▶ [What you are asked to do]: Scan the listing for the word "swap" and report every line that contains it.

▶ [Data in this exercise]:
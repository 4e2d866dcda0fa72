//! # PatternKit
//!
//! A parametric sewing-pattern construction engine: a small set of
//! semantic garment parameters (silhouette family, brand aesthetic,
//! three continuous sliders) drives 2D vector pattern pieces, exported
//! as CAD-grade DXF or tiled print-at-home PDF.
//!
//! ## Architecture
//!
//! PatternKit is organized as a workspace with multiple crates:
//!
//! 1. **patternkit-core**: shared data model, parameters, errors
//! 2. **patternkit-drafting**: blocks, deformation, path synthesis,
//!    assembly (pure geometry)
//! 3. **patternkit-pipeline**: debounced, cancellable live-recompute
//!    session with ghost preview deltas
//! 4. **patternkit-export**: DXF (R12) and tiled-PDF emitters
//! 5. **patternkit**: this crate, re-exports plus the CLI binary
//!
//! ```text
//! parameters -> pipeline (debounce/cancel) -> assembler
//!     -> deform -> synthesize -> PatternDocument
//!     -> held for preview / handed to an exporter
//! ```

pub use patternkit_drafting as drafting;
pub use patternkit_export as export;
pub use patternkit_pipeline as pipeline;

pub use patternkit_core::{
    Annotation, BrandStyle, ControlPoint, DesignParameters, DraftError, Error, ExportError,
    GarmentFamily, Grainline, PathCommand, PatternDocument, PatternPiece, PipelineError, Result,
    SemanticTag, SynthesisMethod, VectorPath,
};

pub use patternkit_drafting::assemble;
pub use patternkit_export::{to_dxf, to_tiled_pdf, write_dxf, write_tiled_pdf, PageFormat};
pub use patternkit_pipeline::{spawn_session, GhostDelta, SessionConfig, SessionHandle};

/// Initializes the global tracing subscriber.
///
/// `RUST_LOG` overrides the default `info` level.
pub fn init_logging() -> anyhow::Result<()> {
    use tracing_subscriber::fmt;
    use tracing_subscriber::prelude::*;
    use tracing_subscriber::EnvFilter;

    let env_filter = EnvFilter::from_default_env().add_directive(tracing::Level::INFO.into());

    let fmt_layer = fmt::layer()
        .with_writer(std::io::stderr)
        .with_target(true)
        .with_level(true);

    tracing_subscriber::registry()
        .with(env_filter)
        .with(fmt_layer)
        .init();

    Ok(())
}
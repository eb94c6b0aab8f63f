use std::sync::{Arc, Mutex, Weak};
use std::time::{Duration, Instant};

use async_trait::async_trait;
use kenzy_bus::{Bus, Command, Context, LocalDispatch, Response};
use kenzy_registry::{AskCallback, AskTable};
use serde_json::Value;

use crate::kenzy_logger::KenzyLogger;
use crate::traits::{IntentMatcher, Skill, SpeechHandle};

const DEFAULT_WAKE_WORDS: &[&str] = &["kenzy", "kenzie", "kenzi", "kinsay", "kinsy", "kinsey"];

/// Intents below this confidence are treated as a miss rather than acted on.
const CONFIDENCE_THRESHOLD: f32 = 0.6;

/// The skill hub: owns wake-word gating, ask-table consumption, and intent
/// dispatch. Mirrors `skillmanager/device.py`'s `SkillsDevice`.
pub struct SkillsDevice {
    bus: Mutex<Option<Weak<Bus>>>,
    ask_table: Mutex<Option<Arc<AskTable<Context>>>>,
    wake_words: Vec<String>,
    activation_timeout: Duration,
    activated_at: Mutex<Option<Instant>>,
    /// URL of the peer whose last `collect` is being handled, so a skill's
    /// `ask` knows whose next utterance to intercept.
    current_peer: Mutex<Option<String>>,
    matcher: Arc<dyn IntentMatcher>,
    skills: Vec<Arc<dyn Skill>>,
    logger: KenzyLogger,
}

impl SkillsDevice {
    pub fn new(
        wake_words: Vec<String>,
        activation_timeout: Duration,
        matcher: Arc<dyn IntentMatcher>,
        skills: Vec<Arc<dyn Skill>>,
    ) -> Self {
        let wake_words = if wake_words.is_empty() {
            DEFAULT_WAKE_WORDS.iter().map(|s| s.to_string()).collect()
        } else {
            wake_words
        };
        Self {
            bus: Mutex::new(None),
            ask_table: Mutex::new(None),
            wake_words,
            activation_timeout,
            activated_at: Mutex::new(None),
            current_peer: Mutex::new(None),
            matcher,
            skills,
            logger: KenzyLogger::new("KNZY-SKM"),
        }
    }

    /// Wires the hub to the bus it fronts, once the bus exists. Mirrors the
    /// original's `set_service`.
    pub fn attach(&self, bus: &Arc<Bus>) {
        *self.bus.lock().unwrap() = Some(Arc::downgrade(bus));
        *self.ask_table.lock().unwrap() = Some(bus.ask_table().clone());
    }

    fn bus(&self) -> Option<Arc<Bus>> {
        self.bus.lock().unwrap().as_ref().and_then(Weak::upgrade)
    }

    /// If `text` begins with a wake word, returns what's left after
    /// stripping it (and any following whitespace). `None` means no wake
    /// word opened the utterance.
    fn strip_wake_word(&self, text: &str) -> Option<String> {
        let lower = text.to_lowercase();
        self.wake_words
            .iter()
            .find(|w| lower.starts_with(w.as_str()))
            .map(|w| text[w.len()..].trim_start().to_string())
    }

    fn is_activated(&self) -> bool {
        self.activated_at
            .lock()
            .unwrap()
            .is_some_and(|t| t.elapsed() < self.activation_timeout)
    }

    fn activate(&self) {
        *self.activated_at.lock().unwrap() = Some(Instant::now());
    }

    async fn parse(&self, text: &str, _context: &Context) {
        let stripped = self.strip_wake_word(text);

        if !self.is_activated() && stripped.is_none() {
            self.logger.debug(format!("ignoring (no wake word): {text}"));
            return;
        }

        self.activate();
        let remainder = stripped.unwrap_or_else(|| text.to_string());

        if remainder.is_empty() {
            self.logger.debug("wake word only, playing ready cue");
            self.play("ready.wav").await;
            return;
        }

        let Some(matched) = self.matcher.match_intent(&remainder).await else {
            self.logger.debug(format!("no intent matched for: {remainder}"));
            return;
        };

        if matched.confidence < CONFIDENCE_THRESHOLD {
            self.logger.debug(format!(
                "intent {} matched below confidence threshold ({:.2} < {CONFIDENCE_THRESHOLD:.2}), ignoring",
                matched.intent, matched.confidence
            ));
            return;
        }

        let Some(skill) = self.skills.iter().find(|s| s.name() == matched.skill_name) else {
            self.logger
                .error(format!("matched skill {:?} not registered", matched.skill_name));
            return;
        };

        if let Err(err) = skill.handle(&matched, &remainder, self).await {
            self.logger.error(format!("skill {} failed: {err}", skill.name()));
        }
    }

    pub fn skill_summaries(&self) -> Value {
        let mut out = serde_json::Map::new();
        for skill in &self.skills {
            out.insert(
                skill.name().to_string(),
                serde_json::json!({ "description": skill.description() }),
            );
        }
        Value::Object(out)
    }
}

#[async_trait]
impl SpeechHandle for SkillsDevice {
    async fn say(&self, text: &str) {
        let Some(bus) = self.bus() else {
            self.logger.error("say requested before hub attached to a bus");
            return;
        };
        bus.send_request(Command::speak_with_mute_guard(text), false).await;
    }

    async fn play(&self, file_name: &str) {
        let Some(bus) = self.bus() else {
            self.logger.error("play requested before hub attached to a bus");
            return;
        };
        bus.send_request(Command::play(file_name), false).await;
    }

    async fn ask(&self, text: &str, callback: AskCallback<Context>, timeout: Duration) {
        let Some(bus) = self.bus() else {
            self.logger.error("ask requested before hub attached to a bus");
            return;
        };
        let Some(ask_table) = self.ask_table.lock().unwrap().clone() else {
            self.logger.error("ask requested before hub attached to an ask table");
            return;
        };
        let Some(peer) = self.current_peer.lock().unwrap().clone() else {
            self.logger.error("ask requested with no active peer to target");
            return;
        };

        ask_table.expect(peer, timeout, callback);
        bus.send_request(Command::speak_with_mute_guard(text), false).await;
    }
}

#[async_trait]
impl LocalDispatch for SkillsDevice {
    fn accepts(&self) -> Vec<String> {
        vec![
            "start".into(),
            "stop".into(),
            "restart".into(),
            "status".into(),
            "collect".into(),
            "download_skill".into(),
            "relay".into(),
        ]
    }

    async fn invoke(&self, action: &str, payload: Value, context: &Context) -> Response {
        match action {
            "start" | "restart" => Response::success_empty(),
            "stop" => Response::success_empty(),
            "status" => Response::success(serde_json::json!({
                "type": "kenzy.skillmanager",
                "skills": self.skill_summaries(),
                "logs": self.logger.tail(),
            })),
            "collect" => {
                let data = payload.get("data").unwrap_or(&payload);
                if data.get("type").and_then(Value::as_str) == Some("kenzy.stt") {
                    let text = data.get("text").and_then(Value::as_str).unwrap_or("").to_string();
                    let dev_url = context.url.clone().unwrap_or_else(|| "self".to_string());
                    *self.current_peer.lock().unwrap() = Some(dev_url.clone());

                    let callback = self
                        .ask_table
                        .lock()
                        .unwrap()
                        .clone()
                        .and_then(|table| table.take_if_pending(&dev_url));

                    if let Some(callback) = callback {
                        self.logger.debug("initiating ask callback");
                        callback(&text, context);
                        self.activate();
                    } else {
                        self.parse(&text, context).await;
                    }
                } else {
                    self.logger.debug(format!("collect: {data}"));
                }
                Response::success_empty()
            }
            "download_skill" => {
                self.logger.info("download_skill requested");
                Response::failure("Not implemented")
            }
            "relay" => {
                let Some(bus) = self.bus() else {
                    return Response::failure("Hub not attached to a bus.");
                };
                let Some(command) = payload.get("data").and_then(|d| d.get("command")) else {
                    return Response::failure("No command received");
                };
                let Ok(cmd) = serde_json::from_value::<Command>(command.clone()) else {
                    return Response::failure("Malformed relay command");
                };
                bus.send_request(cmd, false).await;
                Response::success("Command received successfully")
            }
            other => Response::failure(format!("Unrecognized command: {other}")),
        }
    }
}

#[cfg(test)]
mod tests {
    use super::*;
    use crate::traits::{MatchedIntent, NullIntentMatcher};
    use std::sync::atomic::{AtomicUsize, Ordering};

    struct CountingSkill {
        calls: AtomicUsize,
    }

    #[async_trait]
    impl Skill for CountingSkill {
        fn name(&self) -> &str {
            "counting"
        }
        fn description(&self) -> &str {
            "counts invocations"
        }
        async fn handle(&self, _intent: &MatchedIntent, _text: &str, _hub: &dyn SpeechHandle) -> anyhow::Result<()> {
            self.calls.fetch_add(1, Ordering::SeqCst);
            Ok(())
        }
    }

    struct FixedMatcher;
    #[async_trait]
    impl IntentMatcher for FixedMatcher {
        async fn match_intent(&self, _text: &str) -> Option<MatchedIntent> {
            Some(MatchedIntent {
                skill_name: "counting".into(),
                intent: "noop".into(),
                confidence: 1.0,
            })
        }
    }

    struct LowConfidenceMatcher;
    #[async_trait]
    impl IntentMatcher for LowConfidenceMatcher {
        async fn match_intent(&self, _text: &str) -> Option<MatchedIntent> {
            Some(MatchedIntent {
                skill_name: "counting".into(),
                intent: "noop".into(),
                confidence: 0.3,
            })
        }
    }

    #[tokio::test]
    async fn status_lists_registered_skills() {
        let device = SkillsDevice::new(
            vec![],
            Duration::from_secs(45),
            Arc::new(NullIntentMatcher),
            vec![Arc::new(CountingSkill { calls: AtomicUsize::new(0) })],
        );
        let resp = device.invoke("status", Value::Null, &Context::default()).await;
        assert!(resp.is_success());
    }

    #[tokio::test]
    async fn collect_without_wake_word_is_ignored() {
        let device = SkillsDevice::new(
            vec!["kenzy".into()],
            Duration::from_secs(45),
            Arc::new(FixedMatcher),
            vec![Arc::new(CountingSkill { calls: AtomicUsize::new(0) })],
        );
        let payload = serde_json::json!({"data": {"type": "kenzy.stt", "text": "what time is it"}});
        device.invoke("collect", payload, &Context::default()).await;
    }

    #[tokio::test]
    async fn collect_with_wake_word_dispatches_to_matched_skill() {
        let skill = Arc::new(CountingSkill { calls: AtomicUsize::new(0) });
        let device = SkillsDevice::new(
            vec!["kenzy".into()],
            Duration::from_secs(45),
            Arc::new(FixedMatcher),
            vec![skill.clone()],
        );
        let payload = serde_json::json!({"data": {"type": "kenzy.stt", "text": "kenzy what time is it"}});
        device.invoke("collect", payload, &Context::default()).await;
        assert_eq!(skill.calls.load(Ordering::SeqCst), 1);
    }

    #[tokio::test]
    async fn wake_word_only_plays_ready_cue_without_dispatch() {
        let skill = Arc::new(CountingSkill { calls: AtomicUsize::new(0) });
        let device = SkillsDevice::new(
            vec!["kenzy".into()],
            Duration::from_secs(45),
            Arc::new(FixedMatcher),
            vec![skill.clone()],
        );
        let payload = serde_json::json!({"data": {"type": "kenzy.stt", "text": "kenzy"}});
        device.invoke("collect", payload, &Context::default()).await;
        assert_eq!(skill.calls.load(Ordering::SeqCst), 0);
    }

    #[tokio::test]
    async fn below_confidence_threshold_is_ignored() {
        let skill = Arc::new(CountingSkill { calls: AtomicUsize::new(0) });
        let device = SkillsDevice::new(
            vec!["kenzy".into()],
            Duration::from_secs(45),
            Arc::new(LowConfidenceMatcher),
            vec![skill.clone()],
        );
        let payload = serde_json::json!({"data": {"type": "kenzy.stt", "text": "kenzy what time is it"}});
        device.invoke("collect", payload, &Context::default()).await;
        assert_eq!(skill.calls.load(Ordering::SeqCst), 0);
    }

    #[tokio::test]
    async fn mid_sentence_wake_word_does_not_activate() {
        let skill = Arc::new(CountingSkill { calls: AtomicUsize::new(0) });
        let device = SkillsDevice::new(
            vec!["kenzy".into()],
            Duration::from_secs(45),
            Arc::new(FixedMatcher),
            vec![skill.clone()],
        );
        let payload = serde_json::json!({"data": {"type": "kenzy.stt", "text": "hey kenzy what time is it"}});
        device.invoke("collect", payload, &Context::default()).await;
        assert_eq!(skill.calls.load(Ordering::SeqCst), 0);
    }

    #[tokio::test]
    async fn relay_without_command_fails() {
        let device = SkillsDevice::new(
            vec![],
            Duration::from_secs(45),
            Arc::new(NullIntentMatcher),
            vec![],
        );
        let resp = device
            .invoke("relay", serde_json::json!({"data": {}}), &Context::default())
            .await;
        assert!(!resp.is_success());
    }
}
//! SSDP/UPnP discovery: server-mode advertising and client-mode resolution.

mod client;
mod error;
mod server;
mod sockets;
mod wire;

pub use client::{SsdpClient, DEFAULT_SEARCH_WINDOW};
pub use error::DiscoveryError;
pub use server::SsdpServer;
pub use sockets::primary_ipv4;
pub use wire::{SERVICE_TYPE, SERVICE_DISCRIMINATOR};

use std::time::Duration;

/// Which role this node's discovery layer plays, mirroring `service.upnp.type`.
#[derive(Debug, Clone, Copy, PartialEq, Eq)]
pub enum Mode {
    Server,
    Client,
    Standalone,
}

/// Unifies server/client/standalone discovery behind the two-operation
/// contract: `start()` (idempotent; blocks for the resolve window in client
/// mode) and `stop()` (byebye + socket teardown in server mode, a no-op
/// otherwise).
pub struct DiscoveryService {
    mode: Mode,
    server: Option<SsdpServer>,
    client: Option<SsdpClient>,
}

impl DiscoveryService {
    pub fn new(mode: Mode, usn_uuid: impl Into<String>, server_banner: impl Into<String>) -> Self {
        match mode {
            Mode::Server => Self {
                mode,
                server: Some(SsdpServer::new(usn_uuid, server_banner)),
                client: None,
            },
            Mode::Client => Self {
                mode,
                server: None,
                client: Some(SsdpClient::new()),
            },
            Mode::Standalone => Self {
                mode,
                server: None,
                client: None,
            },
        }
    }

    pub fn with_client_window(mut self, window: Duration) -> Self {
        if let Some(client) = self.client.take() {
            self.client = Some(client.with_window(window));
        }
        self
    }

    /// Server mode: starts advertising `service_url`. Client mode: resolves
    /// a hub and returns its `service_url`. Standalone: no-op, returns
    /// `service_url` unchanged.
    pub async fn start(&self, service_url: &str) -> Result<String, DiscoveryError> {
        match self.mode {
            Mode::Server => {
                self.server
                    .as_ref()
                    .expect("server mode always carries an SsdpServer")
                    .start(service_url.to_string())
                    .await?;
                Ok(service_url.to_string())
            }
            Mode::Client => {
                match self
                    .client
                    .as_ref()
                    .expect("client mode always carries an SsdpClient")
                    .resolve()
                    .await
                {
                    Ok(resolved) => Ok(resolved),
                    Err(err) => {
                        log::warn!("SSDP client resolution failed, keeping existing service_url: {err}");
                        Ok(service_url.to_string())
                    }
                }
            }
            Mode::Standalone => Ok(service_url.to_string()),
        }
    }

    pub async fn stop(&self, service_url: &str) {
        if let Some(server) = &self.server {
            server.stop(service_url).await;
        }
    }
}
//! Configuration model and YAML/JSON loader for the `kenzy` binary.

mod error;
mod loader;
mod model;
mod multi;

pub use error::ConfigError;
pub use loader::{load, save};
pub use model::{KenzyConfig, ServiceConfig, SslConfig, StanzaConfig, StanzaDefaults, UpnpConfig, UpnpMode};
pub use multi::{resolve_stanzas, ResolvedStanza};
use std::sync::atomic::{AtomicBool, Ordering};
use std::sync::{Arc, Mutex};

use async_trait::async_trait;
use kenzy_bus::{Context, LocalDispatch, Response};
use serde_json::Value;
use tokio::task::JoinHandle;
use tokio_util::sync::CancellationToken;

use crate::sink::{CollectSink, SinkAttachable};
use crate::supervisor::RestartSignal;
use crate::traits::{FaceDetector, MotionDetector, ObjectDetector, VideoSource};

/// Capture -> motion/object/face detector stages -> emitter. Only runs the
/// object/face stages on frames motion actually flagged, since those are
/// the expensive ones.
pub struct ImageDevice {
    source: Arc<dyn VideoSource>,
    motion: Arc<dyn MotionDetector>,
    objects: Arc<dyn ObjectDetector>,
    faces: Arc<dyn FaceDetector>,
    sink: Mutex<Arc<dyn CollectSink>>,
    restart: RestartSignal,
    running: Arc<AtomicBool>,
    tasks: Mutex<Vec<JoinHandle<()>>>,
    cancel: Mutex<Option<CancellationToken>>,
}

impl ImageDevice {
    pub fn new(
        source: Arc<dyn VideoSource>,
        motion: Arc<dyn MotionDetector>,
        objects: Arc<dyn ObjectDetector>,
        faces: Arc<dyn FaceDetector>,
        sink: Arc<dyn CollectSink>,
        restart: RestartSignal,
    ) -> Self {
        Self {
            source,
            motion,
            objects,
            faces,
            sink: Mutex::new(sink),
            restart,
            running: Arc::new(AtomicBool::new(false)),
            tasks: Mutex::new(Vec::new()),
            cancel: Mutex::new(None),
        }
    }

    pub fn restart_signal(&self) -> RestartSignal {
        self.restart.clone()
    }

    fn start(&self) -> Response {
        if self.running.swap(true, Ordering::SeqCst) {
            return Response::success_empty();
        }

        let cancel = CancellationToken::new();
        *self.cancel.lock().unwrap() = Some(cancel.clone());

        let task = tokio::spawn(detect_loop(
            self.source.clone(),
            self.motion.clone(),
            self.objects.clone(),
            self.faces.clone(),
            self.sink.lock().unwrap().clone(),
            cancel,
            self.restart.clone(),
        ));
        *self.tasks.lock().unwrap() = vec![task];

        Response::success_empty()
    }

    fn stop(&self) -> Response {
        if !self.running.swap(false, Ordering::SeqCst) {
            return Response::success_empty();
        }
        if let Some(cancel) = self.cancel.lock().unwrap().take() {
            cancel.cancel();
        }
        for task in self.tasks.lock().unwrap().drain(..) {
            task.abort();
        }
        Response::success_empty()
    }
}

async fn detect_loop(
    source: Arc<dyn VideoSource>,
    motion: Arc<dyn MotionDetector>,
    objects: Arc<dyn ObjectDetector>,
    faces: Arc<dyn FaceDetector>,
    sink: Arc<dyn CollectSink>,
    cancel: CancellationToken,
    restart: RestartSignal,
) {
    loop {
        let frame = tokio::select! {
            _ = cancel.cancelled() => return,
            frame = source.next_frame() => frame,
        };

        let Some(frame) = frame else {
            log::error!("video source closed unexpectedly");
            restart.request_restart();
            return;
        };

        if !motion.detect(&frame).await {
            continue;
        }

        let (object_hits, face_hits) = tokio::join!(objects.detect(&frame), faces.detect(&frame));

        sink.emit(serde_json::json!({
            "type": "kenzy.image",
            "motion": true,
            "objects": object_hits,
            "faces": face_hits,
        }))
        .await;
    }
}

impl SinkAttachable for ImageDevice {
    fn attach_sink(&self, sink: Arc<dyn CollectSink>) {
        *self.sink.lock().unwrap() = sink;
    }
}

#[async_trait]
impl LocalDispatch for ImageDevice {
    fn accepts(&self) -> Vec<String> {
        vec![
            "start".into(),
            "stop".into(),
            "restart".into(),
            "status".into(),
        ]
    }

    async fn invoke(&self, action: &str, _payload: Value, _context: &Context) -> Response {
        match action {
            "start" => self.start(),
            "stop" => self.stop(),
            "restart" => {
                self.stop();
                self.start()
            }
            "status" => Response::success(serde_json::json!({
                "type": "kenzy.image",
                "running": self.running.load(Ordering::SeqCst),
            })),
            other => Response::failure(format!("Unrecognized command: {other}")),
        }
    }
}

#[cfg(test)]
mod tests {
    use super::*;
    use crate::sink::RecordingSink;
    use crate::traits::{NullFaceDetector, NullMotionDetector, NullObjectDetector, NullVideoSource};

    #[tokio::test]
    async fn start_stop_are_idempotent() {
        let device = ImageDevice::new(
            Arc::new(NullVideoSource),
            Arc::new(NullMotionDetector),
            Arc::new(NullObjectDetector),
            Arc::new(NullFaceDetector),
            Arc::new(RecordingSink::new()),
            RestartSignal::new(),
        );

        assert!(device.invoke("start", Value::Null, &Context::default()).await.is_success());
        assert!(device.invoke("start", Value::Null, &Context::default()).await.is_success());
        assert!(device.invoke("stop", Value::Null, &Context::default()).await.is_success());
        assert!(device.invoke("stop", Value::Null, &Context::default()).await.is_success());
    }
}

▶ [Output of the exercise]:
        if self.running.swap(true, Ordering::SeqCst) {
        if !self.running.swap(false, Ordering::SeqCst) {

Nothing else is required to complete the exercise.